Everyone nodded, and communicated their love for the idea. John didn't entirely enjoy the idea of defacing his drum head, but beside that it was a brilliant and clear admission that my army had joined me for the battle for our fates and survival. This was the future of our society, and my men were rallying behind me for the victory over what our otherwise poor futures may have held.

This was it.

Chapter 6

 

And so the journey of four men and the beautiful maiden began with a simple song. Every Saturday, they explored the musical world of their creation as a vanguard of sound.

I found myself working at the copy store three nights a week. I found myself sleeping with Jenny as many nights as I could get away with it - mother didn't say anything about the situation and rarely saw me off in the morning. I was on autopilot in school, completing work and handing it in as if it was an afterthought - but it was educationally sufficient.

I found everything was perfect and applicable and swimming-smooth. I was floating. I was soaring.

The first week I bought an eight track recorder and a stack of cassettes.
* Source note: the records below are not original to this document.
//! Program requirement model structures.
//!
//! These types serialize to the intermediate JSON contract shared between
//! the extraction and persistence stages, so field names are part of the
//! public interface.

use serde::{Deserialize, Serialize};

/// Kind of degree offering.
#[derive(Debug, Clone, Copy, PartialEq, Eq, Serialize, Deserialize)]
#[serde(rename_all = "snake_case")]
pub enum ProgramType {
    Major,
    Minor,
    Honours,
    Diploma,
    JointMajor,
    FacultyProgram,
    Other,
}

impl ProgramType {
    pub fn as_str(&self) -> &'static str {
        match self {
            ProgramType::Major => "major",
            ProgramType::Minor => "minor",
            ProgramType::Honours => "honours",
            ProgramType::Diploma => "diploma",
            ProgramType::JointMajor => "joint_major",
            ProgramType::FacultyProgram => "faculty_program",
            ProgramType::Other => "other",
        }
    }

    pub fn parse(s: &str) -> Self {
        match s {
            "major" => ProgramType::Major,
            "minor" => ProgramType::Minor,
            "honours" => ProgramType::Honours,
            "diploma" => ProgramType::Diploma,
            "joint_major" => ProgramType::JointMajor,
            "faculty_program" => ProgramType::FacultyProgram,
            _ => ProgramType::Other,
        }
    }
}

/// How a requirement block selects its courses.
#[derive(Debug, Clone, Copy, PartialEq, Eq, Serialize, Deserialize)]
#[serde(rename_all = "snake_case")]
pub enum BlockType {
    /// Every course in the block is mandatory
    Required,
    /// A credit total must be reached from the listed courses
    ChooseCredits,
    /// A fixed number of courses must be taken
    ChooseCourses,
    /// A named group referenced by cross-cutting constraints
    Group,
    /// Credits split across several named groups
    MultiGroup,
    /// Pooled minimum across groups
    PoolGroup,
    /// Electives restricted by course level
    LevelElective,
}

impl BlockType {
    pub fn as_str(&self) -> &'static str {
        match self {
            BlockType::Required => "required",
            BlockType::ChooseCredits => "choose_credits",
            BlockType::ChooseCourses => "choose_courses",
            BlockType::Group => "group",
            BlockType::MultiGroup => "multi_group",
            BlockType::PoolGroup => "pool_group",
            BlockType::LevelElective => "level_elective",
        }
    }

    pub fn parse(s: &str) -> Option<Self> {
        match s {
            "required" => Some(BlockType::Required),
            "choose_credits" => Some(BlockType::ChooseCredits),
            "choose_courses" => Some(BlockType::ChooseCourses),
            "group" => Some(BlockType::Group),
            "multi_group" => Some(BlockType::MultiGroup),
            "pool_group" => Some(BlockType::PoolGroup),
            "level_elective" => Some(BlockType::LevelElective),
            _ => None,
        }
    }
}

/// A degree program with its full requirement structure.
#[derive(Debug, Clone, PartialEq, Serialize, Deserialize)]
pub struct Program {
    /// Globally unique idempotency key (e.g. "cs_major")
    pub program_key: String,

    /// Display name
    pub name: String,

    /// Kind of offering
    pub program_type: ProgramType,

    /// Owning faculty
    #[serde(default)]
    pub faculty: String,

    /// Total credits parsed from the page heading, when present
    #[serde(default)]
    pub total_credits: Option<u32>,

    /// Free-text description from the page
    #[serde(default)]
    pub description: String,

    /// Source URL the page was fetched from
    pub ecalendar_url: String,

    /// Cross-cutting constraints attached at the program level
    #[serde(default)]
    pub constraints: Vec<Constraint>,

    /// Requirement blocks in document order
    #[serde(default)]
    pub blocks: Vec<Block>,
}

/// A named subsection of a program's requirements.
#[derive(Debug, Clone, PartialEq, Serialize, Deserialize)]
pub struct Block {
    /// Key unique within the program: `{program_key}_{ordinal}`
    pub block_key: String,

    /// Heading text the block was attributed to
    pub title: String,

    /// Classified block type
    pub block_type: BlockType,

    /// Group label, set for `group` blocks only
    #[serde(default, skip_serializing_if = "Option::is_none")]
    pub group_name: Option<String>,

    /// Credits quantifier (`required`/`choose_credits` only)
    #[serde(default, skip_serializing_if = "Option::is_none")]
    pub credits_needed: Option<u32>,

    /// Course-count quantifier (`choose_courses` only)
    #[serde(default, skip_serializing_if = "Option::is_none")]
    pub courses_needed: Option<u32>,

    /// Paragraph text found between the heading and the table
    #[serde(default)]
    pub notes: String,

    /// Document-order position among sibling blocks
    pub sort_order: u32,

    /// Courses listed in the block
    #[serde(default)]
    pub courses: Vec<Course>,
}

/// One parsed course listing.
#[derive(Debug, Clone, PartialEq, Serialize, Deserialize)]
pub struct Course {
    /// Subject code, 2-5 uppercase letters (e.g. "COMP")
    pub subject: String,

    /// Catalog code, digit-led with optional section suffix (e.g. "110D1")
    pub catalog: String,

    /// Course title
    pub title: String,

    /// Credit value; defaults to 3 when unrecoverable
    pub credits: u32,

    /// Whether the course is mandatory within its block
    pub is_required: bool,

    /// Document-order position within the block
    #[serde(default)]
    pub sort_order: u32,
}

/// Kind of cross-cutting constraint.
#[derive(Debug, Clone, Copy, PartialEq, Eq, Serialize, Deserialize)]
#[serde(rename_all = "snake_case")]
pub enum ConstraintType {
    MultiGroup,
    PoolGroup,
    MaxLevelCredits,
    MinLevelCredits,
    MaxSpecialTopics,
    Note,
}

impl ConstraintType {
    pub fn as_str(&self) -> &'static str {
        match self {
            ConstraintType::MultiGroup => "multi_group",
            ConstraintType::PoolGroup => "pool_group",
            ConstraintType::MaxLevelCredits => "max_level_credits",
            ConstraintType::MinLevelCredits => "min_level_credits",
            ConstraintType::MaxSpecialTopics => "max_special_topics",
            ConstraintType::Note => "note",
        }
    }
}

/// A credit requirement tied to one named group.
#[derive(Debug, Clone, PartialEq, Serialize, Deserialize)]
pub struct GroupRequirement {
    pub credits: u32,
    pub group: String,
}

/// A cross-cutting rule spanning multiple blocks.
///
/// Constraints are informational: they are captured for downstream
/// consumers and never enforced by this pipeline.
#[derive(Debug, Clone, PartialEq, Serialize, Deserialize)]
pub struct Constraint {
    pub constraint_type: ConstraintType,

    /// Per-group credit splits (`multi_group`)
    #[serde(default, skip_serializing_if = "Vec::is_empty")]
    pub groups: Vec<GroupRequirement>,

    /// Groups named by a pooled minimum (`pool_group`)
    #[serde(default, skip_serializing_if = "Vec::is_empty")]
    pub group_names: Vec<String>,

    /// Minimum credits (`pool_group`, `min_level_credits`)
    #[serde(default, skip_serializing_if = "Option::is_none")]
    pub min_credits: Option<u32>,

    /// Maximum credits (`max_level_credits`)
    #[serde(default, skip_serializing_if = "Option::is_none")]
    pub max_credits: Option<u32>,

    /// Course level the rule applies to (e.g. 400)
    #[serde(default, skip_serializing_if = "Option::is_none")]
    pub level: Option<u32>,

    /// Maximum course count (`max_special_topics`)
    #[serde(default, skip_serializing_if = "Option::is_none")]
    pub max_courses: Option<u32>,

    /// The sentence the rule was extracted from
    pub source_text: String,
}

impl Constraint {
    fn empty(constraint_type: ConstraintType, source_text: &str) -> Self {
        Self {
            constraint_type,
            groups: Vec::new(),
            group_names: Vec::new(),
            min_credits: None,
            max_credits: None,
            level: None,
            max_courses: None,
            source_text: source_text.to_string(),
        }
    }

    pub fn multi_group(groups: Vec<GroupRequirement>, source_text: &str) -> Self {
        Self {
            groups,
            ..Self::empty(ConstraintType::MultiGroup, source_text)
        }
    }

    pub fn pool_group(min_credits: u32, group_names: Vec<String>, source_text: &str) -> Self {
        Self {
            min_credits: Some(min_credits),
            group_names,
            ..Self::empty(ConstraintType::PoolGroup, source_text)
        }
    }

    pub fn max_level_credits(max_credits: u32, level: u32, source_text: &str) -> Self {
        Self {
            max_credits: Some(max_credits),
            level: Some(level),
            ..Self::empty(ConstraintType::MaxLevelCredits, source_text)
        }
    }

    pub fn min_level_credits(min_credits: u32, level: u32, source_text: &str) -> Self {
        Self {
            min_credits: Some(min_credits),
            level: Some(level),
            ..Self::empty(ConstraintType::MinLevelCredits, source_text)
        }
    }

    pub fn max_special_topics(max_courses: u32, source_text: &str) -> Self {
        Self {
            max_courses: Some(max_courses),
            ..Self::empty(ConstraintType::MaxSpecialTopics, source_text)
        }
    }

    pub fn note(source_text: &str) -> Self {
        Self::empty(ConstraintType::Note, source_text)
    }
}

#[cfg(test)]
mod tests {
    use super::*;

    #[test]
    fn block_type_round_trip() {
        for bt in [
            BlockType::Required,
            BlockType::ChooseCredits,
            BlockType::ChooseCourses,
            BlockType::Group,
            BlockType::MultiGroup,
            BlockType::PoolGroup,
            BlockType::LevelElective,
        ] {
            assert_eq!(BlockType::parse(bt.as_str()), Some(bt));
        }
        assert_eq!(BlockType::parse("unknown"), None);
    }

    #[test]
    fn program_json_uses_contract_field_names() {
        let program = Program {
            program_key: "cs_major".to_string(),
            name: "Computer Science (B.Sc. Major)".to_string(),
            program_type: ProgramType::Major,
            faculty: "Science".to_string(),
            total_credits: Some(54),
            description: "A program.".to_string(),
            ecalendar_url: "https://example.edu/cs-major".to_string(),
            constraints: vec![Constraint::note("Note: see advisor.")],
            blocks: vec![Block {
                block_key: "cs_major_1".to_string(),
                title: "Required Courses".to_string(),
                block_type: BlockType::Required,
                group_name: None,
                credits_needed: None,
                courses_needed: None,
                notes: String::new(),
                sort_order: 0,
                courses: vec![Course {
                    subject: "COMP".to_string(),
                    catalog: "202".to_string(),
                    title: "Foundations of Programming".to_string(),
                    credits: 3,
                    is_required: true,
                    sort_order: 0,
                }],
            }],
        };

        let json = serde_json::to_value(&program).unwrap();
        assert_eq!(json["program_key"], "cs_major");
        assert_eq!(json["program_type"], "major");
        assert_eq!(json["ecalendar_url"], "https://example.edu/cs-major");
        assert_eq!(json["blocks"][0]["block_type"], "required");
        assert_eq!(json["blocks"][0]["courses"][0]["subject"], "COMP");
        assert_eq!(json["constraints"][0]["constraint_type"], "note");

        let back: Program = serde_json::from_value(json).unwrap();
        assert_eq!(back, program);
    }

    #[test]
    fn constraint_constructors_set_typed_fields() {
        let c = Constraint::multi_group(
            vec![
                GroupRequirement {
                    credits: 9,
                    group: "A".to_string(),
                },
                GroupRequirement {
                    credits: 12,
                    group: "B".to_string(),
                },
            ],
            "9 credits from Group A and 12 credits from Group B",
        );
        assert_eq!(c.constraint_type, ConstraintType::MultiGroup);
        assert_eq!(c.groups.len(), 2);

        let c = Constraint::max_level_credits(6, 200, "no more than 6 credits at the 200-level");
        assert_eq!(c.max_credits, Some(6));
        assert_eq!(c.level, Some(200));
    }
}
I recorded the guitar track with my metronome, and the rest would be easily filled in and mixed down on Saturday during the following practice.

"Do you want me to get my camera and take your picture together at rehearsal tomorrow?" Jenny asked me on my bed as we listened to Pearl Jam's
Ten
for the thousandth time. It was already the end of the week, and we had spent all week sleeping, waking, school, work, sleeping, waking, school, recording, and over and over, through and through to now. 

"Really?"

"Yeah, I took that photography course. I have a camera and everything. I can use the darkroom at school."

"I didn't even think of that. Of course we'll need a picture!"

"...And I'll be the one to give it to you. Can I take your picture now? I have my camera in my bag."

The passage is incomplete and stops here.